Cultural Property

Statement to US Cultural Property Advisory Commitee

Below is Kate Fitz Gibbon’s statement to the  Cultural Property Advisory Committee at the US Department of State during their July 19th session to discuss the Libyan government’s request for a Memorandum of Understanding (MOU). The requested MOU provides legal recognition of Libyan claims to Jewish property and bars entry of Libyan Jewish patrimony to the USA, setting a dangerous precedence for neighboring countries to follow suit.

Below is Kate Fitz Gibbon’s statement to the  Cultural Property Advisory Committee at the US Department of State during their July 19th session to discuss the Libyan government’s request for a Memorandum of Understanding (MOU). The requested MOU provides legal recognition of Libyan claims to Jewish property and bars entry of Libyan Jewish patrimony to the USA, setting a dangerous precedence for neighboring countries to follow suit.

Kate Fitz Gibbon is a practicing attorney and the Executive Director of Committee for Cultural Policy, a 501c3  that was formed to address an urgent need – to reform UC cultural policy to become transparent, accountable, and consistent with public benefit. We thank her for advocating for Libyan Jews.

“I am speaking today on behalf of ATADA (Antique Tribal Art Dealers Association), a nonprofit professional organization representing art dealers, private collectors, and museums that exhibit ethnographic and tribal art. Thank you for giving me this opportunity to speak.

Written submissions by ATADA, which I represent, the AAMD (Association of Art Museum Directors), and others have laid out just how the Libyan request fails to meet the four criteria mandated by Congress. They have also addressed Libya’s lack of qualification for an emergency Agreement.

Even the official Summary, which tries to put the best face possible on the Libyan request, makes clear that the losses taking place in Libya are due to negligence and deliberate destruction enabled by the Libyan government, or its current lack of a government, not to an international market for looted Libyan artifacts. This is a clear failure to meet Determinations 1 and 2.

As time is very short, I want to focus on two elements of the request.

The 7-day time frame for public comment has meant that American Jewish organizations were unaware of this request in time to comment or speak. I have been given additional information by a number of US Jewish organizations in the last few days.

They are outraged that this request would grant the Libyan government rights to Jewish property and bar entry of Libyan Jewish patrimony to the USA.
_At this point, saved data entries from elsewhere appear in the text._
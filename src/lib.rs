//! WordPulse - Hybrid word frequency counter
//!
//! WordPulse counts normalized word occurrences in a text file by splitting
//! the lines across cooperating participants, counting each block on a pool
//! of threads and reducing the partial tables at a coordinator.
//!
//! # Architecture
//!
//! - **Partitioning**: near-equal contiguous line blocks, computed identically
//!   everywhere from the total line count
//! - **Distribution**: the coordinator sends each participant its block over a
//!   length-prefixed stream (TCP or in-memory)
//! - **Local counting**: scoped threads with private tables, merged once each
//! - **Reduction**: the coordinator folds partial tables in participant order

pub mod config;
pub mod distributed;
pub mod distribution;
pub mod error;
pub mod output;
pub mod stats;
pub mod util;
pub mod worker;

// Re-export commonly used types
pub use config::Config;
pub use error::{PipelineError, PipelineResult};
pub use stats::FrequencyTable;
pub use worker::LocalCounter;

/// Result type used throughout WordPulse
pub type Result<T> = anyhow::Result<T>;
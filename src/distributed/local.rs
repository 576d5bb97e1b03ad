//! Single-process runs
//!
//! Runs every participant of a pipeline inside one process. Participants
//! `1..P` are tokio tasks connected to the coordinator by in-memory duplex
//! streams, so they speak exactly the protocol a TCP participant does.

use crate::distributed::coordinator::{DistributedCoordinator, PipelineOutcome};
use crate::distributed::node_service::serve_participant;
use anyhow::{Context, Result};
use tokio::io::DuplexStream;
use tracing::warn;

/// In-memory link buffer per participant
const LINK_BUFFER_SIZE: usize = 64 * 1024;

/// Run the whole pipeline in this process with `participants` participants
pub async fn run_local(lines: Vec<String>, participants: usize, threads: usize) -> Result<PipelineOutcome> {
    if participants == 0 {
        anyhow::bail!("At least one participant is required");
    }

    let mut links: Vec<DuplexStream> = Vec::with_capacity(participants - 1);
    let mut handles = Vec::with_capacity(participants - 1);

    for index in 1..participants {
        let (coordinator_end, mut participant_end) = tokio::io::duplex(LINK_BUFFER_SIZE);
        links.push(coordinator_end);

        let node_id = format!("local-{}", index);
        handles.push(tokio::spawn(async move {
            serve_participant(&mut participant_end, &node_id, None).await
        }));
    }

    let coordinator = DistributedCoordinator::new(threads).with_node_id("local-0");
    let outcome = coordinator.run(lines, links).await;

    let mut participant_failure = None;
    for (offset, handle) in handles.into_iter().enumerate() {
        let result = handle
            .await
            .with_context(|| format!("Participant {} task failed", offset + 1))
            .and_then(|r| r);

        if let Err(e) = result {
            warn!("Participant {} failed: {:#}", offset + 1, e);
            participant_failure.get_or_insert(e);
        }
    }

    let outcome = outcome?;
    if let Some(e) = participant_failure {
        return Err(e);
    }

    Ok(outcome)
}
//! Utility modules
//!
//! - `input`: reading the input file into lines
//! - `logging`: tracing subscriber setup
//! - `time`: duration and rate formatting

pub mod input;
pub mod logging;
pub mod time;

/// Get node identifier (hostname)
pub fn node_id() -> String {
    if let Ok(hostname) = hostname::get() {
        if let Ok(hostname_str) = hostname.into_string() {
            return hostname_str;
        }
    }

    "unknown".to_string()
}
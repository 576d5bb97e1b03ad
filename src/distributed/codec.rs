//! Payload codecs
//!
//! Text formats carried inside data frames:
//!
//! - **Line block**: every line followed by `\n`, the last one included
//! - **Partial table**: one `word count` pair per line, fields separated by a
//!   single space
//!
//! Normalized words never contain a tokenizer separator, so neither format
//! needs escaping. Other whitespace, such as U+00A0, is carried as is.

use crate::error::{PipelineError, PipelineResult};
use crate::stats::FrequencyTable;
use crate::worker::tokenizer::is_separator;
use std::fmt::Write as _;

/// Encode lines as a newline-terminated block
pub fn encode_lines(lines: &[String]) -> String {
    let capacity = lines.iter().map(|line| line.len() + 1).sum();
    let mut block = String::with_capacity(capacity);
    for line in lines {
        block.push_str(line);
        block.push('\n');
    }
    block
}

/// Split a block back into its lines
///
/// A final line without a trailing newline is still a line. An empty block
/// has no lines at all.
pub fn decode_lines(block: &str) -> Vec<String> {
    block.split_terminator('\n').map(str::to_string).collect()
}

/// Decode a line-block frame payload
pub fn decode_line_block(payload: &[u8]) -> PipelineResult<Vec<String>> {
    let block = std::str::from_utf8(payload)?;
    Ok(decode_lines(block))
}

/// Encode a table as `word count` lines
pub fn encode_table(table: &FrequencyTable) -> String {
    let mut payload = String::new();
    for (word, count) in table {
        // Writing to a String cannot fail
        let _ = writeln!(payload, "{} {}", word, count);
    }
    payload
}

/// Decode a partial-table payload
///
/// Parsing is strict: every non-empty line must be exactly one word, one
/// space and a positive count. Anything else fails with the 1-based line
/// number rather than being skipped. Counts that would overflow `u64` fail
/// with `CountOverflow`.
pub fn decode_table(payload: &str) -> PipelineResult<FrequencyTable> {
    let mut table = FrequencyTable::new();
    fold_table(payload, |word, count| table.add(word, count))?;
    Ok(table)
}

/// Decode a partial-table payload and add every pair into `target`
///
/// The payload is fully validated, and every sum checked, before `target`
/// is touched.
pub fn merge_table_payload(target: &mut FrequencyTable, payload: &[u8]) -> PipelineResult<()> {
    let text = std::str::from_utf8(payload)?;
    let partial = decode_table(text)?;
    target.try_merge(partial)
}

fn fold_table<F>(payload: &str, mut apply: F) -> PipelineResult<()>
where
    F: FnMut(&str, u64) -> PipelineResult<()>,
{
    for (idx, line) in payload.split_terminator('\n').enumerate() {
        if line.is_empty() {
            continue;
        }
        let (word, count) = parse_pair(line).map_err(|reason| PipelineError::MalformedTable {
            line: idx + 1,
            reason,
        })?;
        apply(word, count)?;
    }
    Ok(())
}

fn parse_pair(line: &str) -> Result<(&str, u64), String> {
    let (word, count) = line
        .split_once(' ')
        .ok_or_else(|| format!("expected `word count`, got {:?}", line))?;

    if word.is_empty() || word.contains(is_separator) {
        return Err(format!("invalid word {:?}", word));
    }

    let count: u64 = count
        .parse()
        .map_err(|_| format!("invalid count {:?} for word {:?}", count, word))?;

    if count == 0 {
        return Err(format!("zero count for word {:?}", word));
    }

    Ok((word, count))
}

#[cfg(test)]
mod tests {
    use super::*;

    fn lines(raw: &[&str]) -> Vec<String> {
        raw.iter().map(|s| s.to_string()).collect()
    }

    #[test]
    fn test_encode_lines_trailing_newline() {
        assert_eq!(encode_lines(&lines(&["The cat.", "the CAT sat."])), "The cat.\nthe CAT sat.\n");
        assert_eq!(encode_lines(&[]), "");
        assert_eq!(encode_lines(&lines(&[""])), "\n");
    }

    #[test]
    fn test_decode_lines() {
        assert_eq!(decode_lines("a\nb\n"), lines(&["a", "b"]));
        assert_eq!(decode_lines("a\nb"), lines(&["a", "b"]));
        assert_eq!(decode_lines("a\n\nb\n"), lines(&["a", "", "b"]));
        assert_eq!(decode_lines("\n"), lines(&[""]));
    }

    #[test]
    fn test_empty_block_has_no_lines() {
        assert!(decode_lines("").is_empty());
        assert!(decode_line_block(b"").unwrap().is_empty());
    }

    #[test]
    fn test_line_block_round_trip_keeps_blank_lines() {
        let original = lines(&["", "first", "", "  spaced  ", "\tlast\r", ""]);
        assert_eq!(decode_lines(&encode_lines(&original)), original);
    }

    #[test]
    fn test_line_block_invalid_utf8() {
        let result = decode_line_block(&[0x66, 0xff, 0x0a]);
        assert!(matches!(result, Err(PipelineError::InvalidUtf8(_))));
    }

    #[test]
    fn test_table_round_trip() {
        let table: FrequencyTable = [("the", 2), ("cat", 3), ("éclair", 1)].into_iter().collect();
        let payload = encode_table(&table);
        assert_eq!(decode_table(&payload).unwrap(), table);

        let largest: FrequencyTable = [("x", u64::MAX)].into_iter().collect();
        assert_eq!(decode_table(&encode_table(&largest)).unwrap(), largest);
    }

    #[test]
    fn test_table_round_trip_unicode_whitespace_words() {
        let table: FrequencyTable = [("caf\u{a0}bar", 2), ("\u{2003}x", 1), ("a\u{85}b", 4)]
            .into_iter()
            .collect();

        let payload = encode_table(&table);
        assert_eq!(decode_table(&payload).unwrap(), table);
    }

    #[test]
    fn test_tokenized_corpus_round_trip() {
        let corpus = [
            "Plain ASCII, with punctuation!",
            "caf\u{a0}bar\u{2003}em a\u{85}b",
            "zero\u{200b}width ctrl\u{1}char",
            "日本語 テキスト 日本語",
            "Éclair naïve—word CAFÉ",
            "tab\tvt\x0bff\x0ccr\r",
        ];

        let mut table = FrequencyTable::new();
        for line in corpus {
            for word in crate::worker::tokenizer::tokenize(line) {
                table.record(&word);
            }
        }
        assert_eq!(table.get("日本語"), 2);
        assert_eq!(table.get("caf\u{a0}bar\u{2003}em"), 1);

        let payload = encode_table(&table);
        assert_eq!(decode_table(&payload).unwrap(), table);
    }

    #[test]
    fn test_decode_count_overflow() {
        let result = decode_table("x 18446744073709551615\nx 1\n");
        match result {
            Err(PipelineError::CountOverflow { word }) => assert_eq!(word, "x"),
            other => panic!("unexpected result: {:?}", other),
        }
    }

    #[test]
    fn test_encode_table_format() {
        let table: FrequencyTable = [("cat", 3), ("a", 2)].into_iter().collect();
        assert_eq!(encode_table(&table), "a 2\ncat 3\n");
        assert_eq!(encode_table(&FrequencyTable::new()), "");
    }

    #[test]
    fn test_decode_empty_table() {
        assert!(decode_table("").unwrap().is_empty());
    }

    #[test]
    fn test_decode_duplicate_words_accumulate() {
        let table = decode_table("cat 1\ncat 2\n").unwrap();
        assert_eq!(table.get("cat"), 3);
    }

    #[test]
    fn test_decode_malformed_reports_line() {
        let cases = [
            ("cat 3\ndog\n", 2),
            ("cat three\n", 1),
            ("cat -1\n", 1),
            ("a 1\nb 2\ncat 0\n", 3),
            (" 4\n", 1),
            ("cat 3 extra\n", 1),
            ("cat  3\n", 1),
        ];

        for (payload, expected_line) in cases {
            match decode_table(payload) {
                Err(PipelineError::MalformedTable { line, .. }) => {
                    assert_eq!(line, expected_line, "payload {:?}", payload)
                }
                other => panic!("payload {:?} decoded to {:?}", payload, other),
            }
        }
    }

    #[test]
    fn test_merge_table_payload_is_all_or_nothing() {
        let mut global: FrequencyTable = [("cat", 1)].into_iter().collect();

        merge_table_payload(&mut global, b"cat 2\nmat 1\n").unwrap();
        assert_eq!(global.get("cat"), 3);
        assert_eq!(global.get("mat"), 1);

        let before = global.clone();
        assert!(merge_table_payload(&mut global, b"cat 5\nbroken\n").is_err());
        assert_eq!(global, before);
    }

    #[test]
    fn test_merge_table_payload_overflow_leaves_target_unchanged() {
        let mut global: FrequencyTable = [("cat", u64::MAX - 1), ("mat", 1)].into_iter().collect();
        let before = global.clone();

        let result = merge_table_payload(&mut global, b"mat 1\ncat 2\n");
        assert!(matches!(result, Err(PipelineError::CountOverflow { .. })));
        assert_eq!(global, before);
    }
}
This MOU would not only set a dangerous precedent for neighboring countries, it will place both the community and private property of Libyan Jews, seized by the repressive governments that drove them out of the country after thousands of years, in the hands of yet another intolerant and destructive regime. The jeopardy of pillage is from the various Libyan factions, including the current government in Tripoli.

This deliberate destruction of the Jewish community has a long history. Considering only the 20th and 21st century, this includes massive seizures of property, concentration camps in the desert, forced emigrations, and Jews having to abandon virtually all assets. Libya’s Jewish population has been reduced from about 40,000 individuals in the early 20th century to just one in 2003, an elderly lady found in a nursing home and airlifted to Italy.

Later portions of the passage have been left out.